Cette conscience des enjeux écologiques est dure à porter. Elle demande de remettre en question comment nous vivons, et comment nous en sommes arrivés là. En même temps, il est difficile de changer notre impact écologique car nous sommes imbriqués dans des systèmes de dépendances : le travail, l’école, les transports, la chaîne alimentaire, etc. Il n’y a pas de chemin clair à suivre ; chaque jour amène des nouvelles solutions qui sont parfois contradictoires.
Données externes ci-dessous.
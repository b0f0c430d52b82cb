// Copyright 2019 Google LLC
//
// Licensed under the Apache License, Version 2.0 (the "License");
// you may not use this file except in compliance with the License.
// You may obtain a copy of the License at
//
//     https://www.apache.org/licenses/LICENSE-2.0
//
// Unless required by applicable law or agreed to in writing, software
// distributed under the License is distributed on an "AS IS" BASIS,
// WITHOUT WARRANTIES OR CONDITIONS OF ANY KIND, either express or implied.
// See the License for the specific language governing permissions and
// limitations under the License.
//

use crate::consts::MAX_TOKEN_LENGTH;
use crate::error::Error;
use rand::Rng;

/// Type for holding the value of a CoAP message token: zero to eight bytes
/// chosen by the requester, echoed by responses.
///
/// Tokens are value types; unused trailing bytes are always zero, so the
/// derived equality and hashing see only the populated prefix.
#[derive(Debug, Eq, PartialEq, Hash, Copy, Clone, Ord, PartialOrd)]
pub struct MsgToken {
    bytes: [u8; MAX_TOKEN_LENGTH],
    len: u8,
}

impl MsgToken {
    /// The zero-length token.
    pub const EMPTY: MsgToken = MsgToken {
        bytes: [0; MAX_TOKEN_LENGTH],
        len: 0,
    };

    /// Creates a token holding a copy of `value`.
    ///
    /// Fails with [`Error::InvalidArgument`] when `value` is longer than
    /// [`MAX_TOKEN_LENGTH`].
    pub fn new(value: &[u8]) -> Result<MsgToken, Error> {
        if value.len() > MAX_TOKEN_LENGTH {
            return Err(Error::InvalidArgument);
        }

        let mut token = MsgToken::EMPTY;
        token.bytes[..value.len()].copy_from_slice(value);
        token.len = value.len() as u8;
        Ok(token)
    }

    /// Returns the length of this token.
    pub fn len(&self) -> usize {
        usize::from(self.len)
    }

    /// Returns true if the length of this token is zero.
    pub fn is_empty(&self) -> bool {
        self.len == 0
    }

    /// Returns a byte slice containing this token.
    pub fn as_bytes(&self) -> &[u8] {
        &self.bytes[..self.len()]
    }
}

impl Default for MsgToken {
    fn default() -> Self {
        MsgToken::EMPTY
    }
}

impl std::fmt::Display for MsgToken {
    fn fmt(&self, f: &mut std::fmt::Formatter<'_>) -> std::fmt::Result {
        if self.is_empty() {
            return f.write_str("(empty)");
        }
        for byte in self.as_bytes() {
            write!(f, "{:02x}", byte)?;
        }
        Ok(())
    }
}

/// Generates a new random token of the given length, drawn from the
/// thread-local CSPRNG.
///
/// Panics if `length` is greater than [`MAX_TOKEN_LENGTH`].
pub fn random_token(length: usize) -> MsgToken {
    assert!(length <= MAX_TOKEN_LENGTH);
    let mut token = MsgToken::EMPTY;
    rand::thread_rng().fill(&mut token.bytes[..length]);
    token.len = length as u8;
    token
}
L’éco-anxiété est le plus souvent associée à la dépression et à tous les comportements qui soulagent temporairement la détresse (en gros, toutes les addictions et comportements compulsifs). Elle serait responsable de nombreux suicides.

Par contre, l’éco-anxiété peut inspirer des actions individuelles et communautaires, donner un sens à la vie et engendrer de la solidarité. Greta Thunberg est un exemple emblématique de quelqu’un qui a surmonté sa dépression en passant à l’action.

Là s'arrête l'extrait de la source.